-------- SOURCE DATA

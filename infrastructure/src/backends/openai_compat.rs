//! OpenAI-compatible chat completions (`POST {base}/v1/chat/completions`).
//!
//! Also serves DeepSeek, vLLM, LM Studio and other servers that speak the
//! same wire format.

use super::http::{count, invalid, send_json};
use async_trait::async_trait;
use serde_json::json;
use tracing::debug;
use turnstile_application::{BackendClient, BackendError};
use turnstile_domain::{
    BackendDescriptor, BackendKind, ChatParameters, PromptPayload, RawReply, Usage,
    flatten_content,
};

pub struct OpenAiCompatBackend {
    client: reqwest::Client,
    descriptor: BackendDescriptor,
}

impl OpenAiCompatBackend {
    pub fn new(client: reqwest::Client, descriptor: BackendDescriptor) -> Self {
        Self { client, descriptor }
    }

    fn request_body(&self, payload: &PromptPayload, parameters: &ChatParameters) -> serde_json::Value {
        let d = &self.descriptor;
        let mut body = json!({
            "model": d.model,
            "messages": payload.with_system_message(),
            "max_tokens": parameters.max_tokens.unwrap_or(d.max_tokens),
        });
        if let Some(temperature) = parameters.temperature.or(d.temperature) {
            body["temperature"] = json!(temperature);
        }
        if d.capabilities.structured_output {
            body["response_format"] = json!({"type": "json_object"});
        }
        body
    }
}

#[async_trait]
impl BackendClient for OpenAiCompatBackend {
    fn name(&self) -> &str {
        &self.descriptor.name
    }

    fn kind(&self) -> BackendKind {
        BackendKind::OpenAi
    }

    async fn chat(
        &self,
        payload: &PromptPayload,
        parameters: &ChatParameters,
    ) -> Result<RawReply, BackendError> {
        let body = self.request_body(payload, parameters);
        debug!(
            backend = %self.descriptor.name,
            model = %self.descriptor.model,
            messages_count = payload.messages.len(),
            "openai chat request"
        );

        let mut request = self
            .client
            .post(format!("{}/v1/chat/completions", self.descriptor.endpoint_base()))
            .header("content-type", "application/json")
            .json(&body);
        if let Some(key) = &self.descriptor.api_key {
            request = request.header("Authorization", format!("Bearer {}", key));
        }

        let resp = send_json(self.name(), request).await?;
        let message = &resp["choices"][0]["message"];
        if message.is_null() {
            return Err(invalid(self.name(), "response has no choices[0].message"));
        }

        let usage = &resp["usage"];
        Ok(RawReply::new(
            flatten_content(&message["content"]),
            Usage::new(count(usage, "prompt_tokens"), count(usage, "completion_tokens")),
        ))
    }
}

#[cfg(test)]
mod tests {
    use super::*;
    use mockito::Matcher;
    use turnstile_domain::{BackendCapabilities, PromptMessage};

    fn payload() -> PromptPayload {
        PromptPayload {
            system: "be brief".into(),
            messages: vec![PromptMessage::user("[]")],
        }
    }

    fn backend(base_url: &str, structured: bool) -> OpenAiCompatBackend {
        let descriptor = BackendDescriptor::new(BackendKind::OpenAi, "main", "gpt-4o-mini")
            .with_base_url(base_url)
            .with_api_key("sk-test")
            .with_capabilities(BackendCapabilities {
                structured_output: structured,
                vision: false,
            });
        OpenAiCompatBackend::new(reqwest::Client::new(), descriptor)
    }

    #[tokio::test]
    async fn test_chat_success() {
        let mut server = mockito::Server::new_async().await;
        let mock = server
            .mock("POST", "/v1/chat/completions")
            .match_header("authorization", "Bearer sk-test")
            .match_body(Matcher::PartialJson(json!({
                "model": "gpt-4o-mini",
                "messages": [
                    {"role": "system", "content": "be brief"},
                    {"role": "user", "content": "[]"}
                ],
                "response_format": {"type": "json_object"}
            })))
            .with_status(200)
            .with_header("content-type", "application/json")
            .with_body(
                r#"{"choices":[{"message":{"role":"assistant","content":"{\"status\":\"skip\"}"}}],
                    "usage":{"prompt_tokens":12,"completion_tokens":4}}"#,
            )
            .create_async()
            .await;

        let reply = backend(&server.url(), true)
            .chat(&payload(), &ChatParameters::default())
            .await
            .unwrap();

        assert_eq!(reply.role_content, r#"{"status":"skip"}"#);
        assert_eq!(reply.usage, Usage::new(12, 4));
        mock.assert_async().await;
    }

    #[tokio::test]
    async fn test_content_parts_are_flattened() {
        let mut server = mockito::Server::new_async().await;
        server
            .mock("POST", "/v1/chat/completions")
            .with_status(200)
            .with_body(
                r#"{"choices":[{"message":{"content":[{"type":"text","text":"{\"a\":"},{"type":"text","text":"1}"}]}}]}"#,
            )
            .create_async()
            .await;

        let reply = backend(&server.url(), false)
            .chat(&payload(), &ChatParameters::default())
            .await
            .unwrap();
        assert_eq!(reply.role_content, r#"{"a":1}"#);
        assert_eq!(reply.usage, Usage::default());
    }

    #[tokio::test]
    async fn test_non_success_status_is_dispatch_error() {
        let mut server = mockito::Server::new_async().await;
        server
            .mock("POST", "/v1/chat/completions")
            .with_status(429)
            .with_body("rate limited")
            .create_async()
            .await;

        let err = backend(&server.url(), false)
            .chat(&payload(), &ChatParameters::default())
            .await
            .unwrap_err();
        match err {
            BackendError::Dispatch {
                backend,
                status,
                message,
            } => {
                assert_eq!(backend, "main");
                assert_eq!(status, 429);
                assert_eq!(message, "rate limited");
            }
            other => panic!("expected dispatch error, got {other:?}"),
        }
    }

    #[tokio::test]
    async fn test_missing_choices_is_invalid_response() {
        let mut server = mockito::Server::new_async().await;
        server
            .mock("POST", "/v1/chat/completions")
            .with_status(200)
            .with_body(r#"{"choices":[]}"#)
            .create_async()
            .await;

        let err = backend(&server.url(), false)
            .chat(&payload(), &ChatParameters::default())
            .await
            .unwrap_err();
        assert!(matches!(err, BackendError::InvalidResponse { .. }));
    }

    #[test]
    fn test_request_parameters_override_descriptor() {
        let backend = backend("http://localhost", false);
        let body = backend.request_body(
            &payload(),
            &ChatParameters {
                temperature: Some(0.2),
                max_tokens: Some(64),
            },
        );
        assert_eq!(body["max_tokens"], 64);
        assert!((body["temperature"].as_f64().unwrap() - 0.2).abs() < 1e-6);
        assert!(body.get("response_format").is_none());
    }
}
//! Use cases
//!
//! Application-level operations that orchestrate domain logic.

pub mod forget;
pub mod handle_inbound;
pub mod run_turn;
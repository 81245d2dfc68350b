//! Infrastructure layer for turnstile
//!
//! This crate contains adapters that implement the ports defined
//! in the application layer: HTTP backends, the message store, the emoji
//! table, the JSONL transcript, and configuration file loading.

pub mod backends;
pub mod config;
pub mod emoji;
pub mod logging;
pub mod store;

// Re-export commonly used types
pub use backends::{AnthropicBackend, HttpBackendFactory, OllamaBackend, OpenAiCompatBackend};
pub use config::{ConfigIssue, ConfigLoader, FileConfig, Severity};
pub use emoji::StaticEmojiTable;
pub use logging::JsonlConversationLogger;
pub use store::InMemoryMessageStore;
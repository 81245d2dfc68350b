//! Ordered regex post-processing rules applied to each fragment.

use crate::core::error::DomainError;
use regex::Regex;

#[derive(Debug, Clone)]
pub struct ReplaceRule {
    pattern: Regex,
    replacement: String,
}

impl ReplaceRule {
    /// `replacement` may reference capture groups (`$1`, `${name}`).
    pub fn new(pattern: &str, replacement: impl Into<String>) -> Result<Self, DomainError> {
        let compiled = Regex::new(pattern).map_err(|e| DomainError::invalid_pattern(pattern, &e))?;
        Ok(Self {
            pattern: compiled,
            replacement: replacement.into(),
        })
    }

    pub fn apply(&self, text: &str) -> String {
        self.pattern
            .replace_all(text, self.replacement.as_str())
            .into_owned()
    }
}

#[derive(Debug, Clone, Default)]
pub struct ReplaceRules {
    rules: Vec<ReplaceRule>,
}

impl ReplaceRules {
    pub fn new(rules: Vec<ReplaceRule>) -> Self {
        Self { rules }
    }

    /// Apply every rule in configured order.
    pub fn apply(&self, text: &str) -> String {
        self.rules
            .iter()
            .fold(text.to_string(), |acc, rule| rule.apply(&acc))
    }

    pub fn len(&self) -> usize {
        self.rules.len()
    }

    pub fn is_empty(&self) -> bool {
        self.rules.is_empty()
    }
}
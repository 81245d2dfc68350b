//! Logging configuration from TOML (`[logging]` section)

use serde::{Deserialize, Serialize};
use std::path::PathBuf;

#[derive(Debug, Clone, Default, PartialEq, Eq, Serialize, Deserialize)]
#[serde(default)]
pub struct FileLoggingConfig {
    /// JSONL turn transcript
    pub conversation_log: Option<PathBuf>,
    /// Daily-rolling diagnostic log file (in addition to stderr)
    pub file: Option<PathBuf>,
}
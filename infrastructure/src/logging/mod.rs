//! Logging infrastructure: structured conversation logging.
//!
//! Provides [`JsonlConversationLogger`], a JSONL file writer that implements
//! the [`ConversationLogger`](turnstile_application::ConversationLogger) port.

mod jsonl_logger;

pub use jsonl_logger::JsonlConversationLogger;
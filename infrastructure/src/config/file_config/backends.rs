//! Backend configuration from TOML (`[[backends]]` array)

use serde::{Deserialize, Serialize};
use turnstile_domain::{BackendCapabilities, BackendDescriptor, BackendKind};

fn default_max_tokens() -> u32 {
    1024
}

fn default_enabled() -> bool {
    true
}

/// One pool member.
#[derive(Debug, Clone, PartialEq, Serialize, Deserialize)]
pub struct FileBackendConfig {
    /// Wire protocol: "openai", "anthropic" or "ollama"
    pub kind: BackendKind,
    /// Name used in logs (default: "<kind>-<index>")
    #[serde(default)]
    pub name: Option<String>,
    /// Base URL (default depends on `kind`)
    #[serde(default)]
    pub base_url: Option<String>,
    pub model: String,
    /// Environment variable holding the API key (default depends on `kind`)
    #[serde(default)]
    pub api_key_env: Option<String>,
    /// Direct API key (prefer `api_key_env`)
    #[serde(default)]
    pub api_key: Option<String>,
    #[serde(default = "default_max_tokens")]
    pub max_tokens: u32,
    #[serde(default)]
    pub temperature: Option<f32>,
    #[serde(default = "default_enabled")]
    pub enabled: bool,
    #[serde(default)]
    pub capabilities: BackendCapabilities,
}

impl FileBackendConfig {
    pub fn display_name(&self, index: usize) -> String {
        self.name
            .clone()
            .unwrap_or_else(|| format!("{}-{}", self.kind, index))
    }

    /// Environment variable consulted for the key, if any.
    pub fn key_env(&self) -> Option<&str> {
        self.api_key_env
            .as_deref()
            .or_else(|| self.kind.default_api_key_env())
    }

    /// Build the descriptor, resolving the API key from the environment
    /// when none is configured inline.
    pub fn to_descriptor(&self, index: usize) -> BackendDescriptor {
        let api_key = self
            .api_key
            .clone()
            .filter(|k| !k.is_empty())
            .or_else(|| self.key_env().and_then(|var| std::env::var(var).ok()))
            .filter(|k| !k.is_empty());

        BackendDescriptor {
            kind: self.kind,
            name: self.display_name(index),
            base_url: self
                .base_url
                .clone()
                .unwrap_or_else(|| self.kind.default_base_url().to_string()),
            model: self.model.clone(),
            api_key,
            max_tokens: self.max_tokens,
            temperature: self.temperature,
            enabled: self.enabled,
            capabilities: self.capabilities,
        }
    }
}

#[cfg(test)]
mod tests {
    use super::*;

    #[test]
    fn test_backend_defaults() {
        let toml_str = r#"
kind = "ollama"
model = "qwen2.5:7b"
"#;
        let config: FileBackendConfig = toml::from_str(toml_str).unwrap();
        assert!(config.enabled);
        assert_eq!(config.max_tokens, 1024);

        let descriptor = config.to_descriptor(3);
        assert_eq!(descriptor.name, "ollama-3");
        assert_eq!(descriptor.base_url, "http://localhost:11434");
        assert!(descriptor.api_key.is_none());
    }

    #[test]
    fn test_inline_key_and_capabilities() {
        let toml_str = r#"
kind = "openai"
name = "deepseek"
base_url = "https://api.deepseek.com"
model = "deepseek-chat"
api_key = "sk-test"

[capabilities]
structured_output = true
"#;
        let config: FileBackendConfig = toml::from_str(toml_str).unwrap();
        let descriptor = config.to_descriptor(0);
        assert_eq!(descriptor.name, "deepseek");
        assert_eq!(descriptor.api_key.as_deref(), Some("sk-test"));
        assert!(descriptor.capabilities.structured_output);
        assert!(!descriptor.capabilities.vision);
    }

    #[test]
    fn test_unknown_kind_is_rejected() {
        let toml_str = r#"
kind = "gemini"
model = "x"
"#;
        assert!(toml::from_str::<FileBackendConfig>(toml_str).is_err());
    }

    #[test]
    fn test_key_env_falls_back_to_kind_default() {
        let config: FileBackendConfig = toml::from_str("kind = \"anthropic\"\nmodel = \"m\"").unwrap();
        assert_eq!(config.key_env(), Some("ANTHROPIC_API_KEY"));
    }
}
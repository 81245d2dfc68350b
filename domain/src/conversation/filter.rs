/// Substring filter that keeps matching messages out of the window.
#[derive(Debug, Clone, Default)]
pub struct MessageFilter {
    needles: Vec<String>,
}

impl MessageFilter {
    /// Empty needles are dropped; they would match every message.
    pub fn new(needles: impl IntoIterator<Item = impl Into<String>>) -> Self {
        Self {
            needles: needles
                .into_iter()
                .map(Into::into)
                .filter(|n: &String| !n.is_empty())
                .collect(),
        }
    }

    pub fn blocks(&self, content: &str) -> bool {
        self.needles.iter().any(|needle| content.contains(needle.as_str()))
    }
}
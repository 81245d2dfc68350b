//! Interactive chat module
//!
//! Feeds stdin lines to the engine as inbound messages for one conversation.

mod driver;

pub use driver::{ChatDriver, ChatInput, parse_line};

----------------

TASK DESCRIPTION:
Only one part of the material above is to be transcribed, namely the lines starting with the line that has "pub struct FileBackendConfig" and going on through the line that has "Base URL (default", exactly as they stand.

EXPECTED ANSWER:
pub struct FileBackendConfig {
    /// Wire protocol: "openai", "anthropic" or "ollama"
    pub kind: BackendKind,
    /// Name used in logs (default: "<kind>-<index>")
    #[serde(default)]
    pub name: Option<String>,
    /// Base URL (default depends on `kind`)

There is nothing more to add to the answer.